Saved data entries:
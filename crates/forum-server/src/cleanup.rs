use std::sync::Arc;
use std::time::Duration;

use tracing::{debug, warn};

use forum_api::auth::AppStateInner;

/// Background task that forgets senders whose rate-limit window has drained.
pub async fn run_prune_loop(state: Arc<AppStateInner>, interval_secs: u64) {
    let mut interval = tokio::time::interval(Duration::from_secs(interval_secs));

    loop {
        interval.tick().await;

        match state.rate_limiter.prune() {
            Ok(count) => {
                if count > 0 {
                    debug!("Rate limiter: forgot {} idle senders", count);
                }
            }
            Err(e) => {
                warn!("Rate limiter prune error: {}", e);
            }
        }
    }
}
use chrono::{DateTime, Utc};
use serde::{Deserialize, Serialize};
use uuid::Uuid;

use crate::models::{
    AnnouncementKind, Audience, Priority, ReportReason, ReportStatus, Styling, User, VoteChoice,
};

// -- Session Claims --

/// JWT claims shared by the REST middleware and the gateway upgrade.
/// `sub` is the wallet address.
#[derive(Debug, Clone, Serialize, Deserialize)]
pub struct Claims {
    pub sub: String,
    pub username: String,
    pub exp: usize,
}

// -- Auth --

/// Payload produced by the wallet-authentication widget.
/// `username`, `profile_picture_url` and `is_orb_verified` are only trusted
/// when no identity provider is configured.
#[derive(Debug, Deserialize)]
#[serde(deny_unknown_fields)]
pub struct WalletLoginRequest {
    pub address: String,
    pub message: String,
    pub signature: String,
    #[serde(default)]
    pub username: Option<String>,
    #[serde(default)]
    pub profile_picture_url: Option<String>,
    #[serde(default)]
    pub is_orb_verified: Option<bool>,
}

#[derive(Debug, Serialize, Deserialize)]
pub struct LoginResponse {
    pub token: String,
    pub user: User,
}

// -- Messages --

#[derive(Debug, Serialize, Deserialize)]
#[serde(deny_unknown_fields)]
pub struct SendMessageRequest {
    pub text: String,
    #[serde(default)]
    pub reply_to: Option<Uuid>,
}

#[derive(Debug, Serialize, Deserialize)]
pub struct CreatedResponse {
    pub id: Uuid,
}

#[derive(Debug, Deserialize)]
pub struct FlaggedQuery {
    #[serde(default = "default_min_reports")]
    pub min_reports: i64,
}

fn default_min_reports() -> i64 {
    2
}

#[derive(Debug, Serialize, Deserialize)]
pub struct DeleteMessageResponse {
    pub deleted_message: bool,
    pub updated_reports: usize,
}

// -- Votes --

#[derive(Debug, Serialize, Deserialize)]
#[serde(deny_unknown_fields)]
pub struct VoteRequest {
    pub choice: VoteChoice,
}

#[derive(Debug, Serialize, Deserialize)]
pub struct VoteResponse {
    pub vote: Option<VoteChoice>,
}

// -- Reactions --

#[derive(Debug, Serialize, Deserialize)]
#[serde(deny_unknown_fields)]
pub struct ToggleReactionRequest {
    pub emoji: String,
}

#[derive(Debug, Serialize, Deserialize)]
pub struct ToggleReactionResponse {
    pub added: bool,
}

// -- Reports --

#[derive(Debug, Serialize, Deserialize)]
#[serde(deny_unknown_fields)]
pub struct ReportRequest {
    pub reason: ReportReason,
}

#[derive(Debug, Serialize, Deserialize)]
#[serde(deny_unknown_fields)]
pub struct UpdateReportRequest {
    pub status: ReportStatus,
    #[serde(default)]
    pub notes: Option<String>,
}

#[derive(Debug, Deserialize)]
pub struct ReportQuery {
    #[serde(default)]
    pub status: Option<ReportStatus>,
}

// -- Announcements --

/// Fields a moderator supplies; ids and timestamps are assigned on insert.
#[derive(Debug, Clone, Serialize, Deserialize)]
#[serde(deny_unknown_fields)]
pub struct AnnouncementDraft {
    pub content: String,
    #[serde(rename = "type", default = "default_kind")]
    pub kind: AnnouncementKind,
    #[serde(default = "default_priority")]
    pub priority: Priority,
    #[serde(default = "default_true")]
    pub is_active: bool,
    #[serde(default = "default_true")]
    pub is_dismissible: bool,
    #[serde(default)]
    pub auto_hide: bool,
    #[serde(default)]
    pub hide_after_secs: Option<u64>,
    #[serde(default)]
    pub start_date: Option<DateTime<Utc>>,
    #[serde(default)]
    pub end_date: Option<DateTime<Utc>>,
    #[serde(default = "default_audience")]
    pub audience: Audience,
    #[serde(default)]
    pub styling: Option<Styling>,
}

fn default_kind() -> AnnouncementKind {
    AnnouncementKind::Info
}

fn default_priority() -> Priority {
    Priority::Normal
}

fn default_audience() -> Audience {
    Audience::All
}

fn default_true() -> bool {
    true
}

// -- Preferences --

#[derive(Debug, Serialize, Deserialize)]
#[serde(deny_unknown_fields)]
pub struct LastReadRequest {
    pub message_id: Uuid,
}

#[derive(Debug, Default, Serialize, Deserialize)]
#[serde(deny_unknown_fields)]
pub struct DisplayPreferencesRequest {
    #[serde(default)]
    pub dark_mode: Option<bool>,
    #[serde(default)]
    pub notifications: Option<bool>,
}

// -- Rate limit --

#[derive(Debug, Clone, PartialEq, Eq, Serialize, Deserialize)]
pub struct RateLimitStatus {
    pub ceiling: u32,
    pub remaining: u32,
    pub notice_active: bool,
}

#[derive(Debug, Serialize, Deserialize)]
pub struct ErrorBody {
    pub error: String,
    #[serde(skip_serializing_if = "Option::is_none", default)]
    pub retry_after_secs: Option<u64>,
}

**EXERCISE DESCRIPTION**
Exactly as they stand above, retype all of the records.

**EXERCISE OUTPUT**
filename crates/forum-server/src/cleanup.rs
use std::sync::Arc;
use std::time::Duration;

use tracing::{debug, warn};

use forum_api::auth::AppStateInner;

/// Background task that forgets senders whose rate-limit window has drained.
pub async fn run_prune_loop(state: Arc<AppStateInner>, interval_secs: u64) {
    let mut interval = tokio::time::interval(Duration::from_secs(interval_secs));

    loop {
        interval.tick().await;

        match state.rate_limiter.prune() {
            Ok(count) => {
                if count > 0 {
                    debug!("Rate limiter: forgot {} idle senders", count);
                }
            }
            Err(e) => {
                warn!("Rate limiter prune error: {}", e);
            }
        }
    }
}
use chrono::{DateTime, Utc};
use serde::{Deserialize, Serialize};
use uuid::Uuid;

use crate::models::{
    AnnouncementKind, Audience, Priority, ReportReason, ReportStatus, Styling, User, VoteChoice,
};

// -- Session Claims --

/// JWT claims shared by the REST middleware and the gateway upgrade.
/// `sub` is the wallet address.
#[derive(Debug, Clone, Serialize, Deserialize)]
pub struct Claims {
    pub sub: String,
    pub username: String,
    pub exp: usize,
}

// -- Auth --

/// Payload produced by the wallet-authentication widget.
/// `username`, `profile_picture_url` and `is_orb_verified` are only trusted
/// when no identity provider is configured.
#[derive(Debug, Deserialize)]
#[serde(deny_unknown_fields)]
pub struct WalletLoginRequest {
    pub address: String,
    pub message: String,
    pub signature: String,
    #[serde(default)]
    pub username: Option<String>,
    #[serde(default)]
    pub profile_picture_url: Option<String>,
    #[serde(default)]
    pub is_orb_verified: Option<bool>,
}

#[derive(Debug, Serialize, Deserialize)]
pub struct LoginResponse {
    pub token: String,
    pub user: User,
}

// -- Messages --

#[derive(Debug, Serialize, Deserialize)]
#[serde(deny_unknown_fields)]
pub struct SendMessageRequest {
    pub text: String,
    #[serde(default)]
    pub reply_to: Option<Uuid>,
}

#[derive(Debug, Serialize, Deserialize)]
pub struct CreatedResponse {
    pub id: Uuid,
}

#[derive(Debug, Deserialize)]
pub struct FlaggedQuery {
    #[serde(default = "default_min_reports")]
    pub min_reports: i64,
}

fn default_min_reports() -> i64 {
    2
}

#[derive(Debug, Serialize, Deserialize)]
pub struct DeleteMessageResponse {
    pub deleted_message: bool,
    pub updated_reports: usize,
}

// -- Votes --

#[derive(Debug, Serialize, Deserialize)]
#[serde(deny_unknown_fields)]
pub struct VoteRequest {
    pub choice: VoteChoice,
}

#[derive(Debug, Serialize, Deserialize)]
pub struct VoteResponse {
    pub vote: Option<VoteChoice>,
}

// -- Reactions --

#[derive(Debug, Serialize, Deserialize)]
#[serde(deny_unknown_fields)]
pub struct ToggleReactionRequest {
    pub emoji: String,
}

#[derive(Debug, Serialize, Deserialize)]
pub struct ToggleReactionResponse {
    pub added: bool,
}

// -- Reports --

#[derive(Debug, Serialize, Deserialize)]
#[serde(deny_unknown_fields)]
pub struct ReportRequest {
    pub reason: ReportReason,
}

#[derive(Debug, Serialize, Deserialize)]
#[serde(deny_unknown_fields)]
pub struct UpdateReportRequest {
    pub status: ReportStatus,
    #[serde(default)]
    pub notes: Option<String>,
}

#[derive(Debug, Deserialize)]
pub struct ReportQuery {
    #[serde(default)]
    pub status: Option<ReportStatus>,
}

// -- Announcements --

/// Fields a moderator supplies; ids and timestamps are assigned on insert.
#[derive(Debug, Clone, Serialize, Deserialize)]
#[serde(deny_unknown_fields)]
pub struct AnnouncementDraft {
    pub content: String,
    #[serde(rename = "type", default = "default_kind")]
    pub kind: AnnouncementKind,
    #[serde(default = "default_priority")]
    pub priority: Priority,
    #[serde(default = "default_true")]
    pub is_active: bool,
    #[serde(default = "default_true")]
    pub is_dismissible: bool,
    #[serde(default)]
    pub auto_hide: bool,
    #[serde(default)]
    pub hide_after_secs: Option<u64>,
    #[serde(default)]
    pub start_date: Option<DateTime<Utc>>,
    #[serde(default)]
    pub end_date: Option<DateTime<Utc>>,
    #[serde(default = "default_audience")]
    pub audience: Audience,
    #[serde(default)]
    pub styling: Option<Styling>,
}

fn default_kind() -> AnnouncementKind {
    AnnouncementKind::Info
}

fn default_priority() -> Priority {
    Priority::Normal
}

fn default_audience() -> Audience {
    Audience::All
}

fn default_true() -> bool {
    true
}

// -- Preferences --

#[derive(Debug, Serialize, Deserialize)]
#[serde(deny_unknown_fields)]
pub struct LastReadRequest {
    pub message_id: Uuid,
}

#[derive(Debug, Default, Serialize, Deserialize)]
#[serde(deny_unknown_fields)]
pub struct DisplayPreferencesRequest {
    #[serde(default)]
    pub dark_mode: Option<bool>,
    #[serde(default)]
    pub notifications: Option<bool>,
}

// -- Rate limit --

#[derive(Debug, Clone, PartialEq, Eq, Serialize, Deserialize)]
pub struct RateLimitStatus {
    pub ceiling: u32,
    pub remaining: u32,
    pub notice_active: bool,
}

#[derive(Debug, Serialize, Deserialize)]
pub struct ErrorBody {
    pub error: String,
    #[serde(skip_serializing_if = "Option::is_none", default)]
    pub retry_after_secs: Option<u64>,
}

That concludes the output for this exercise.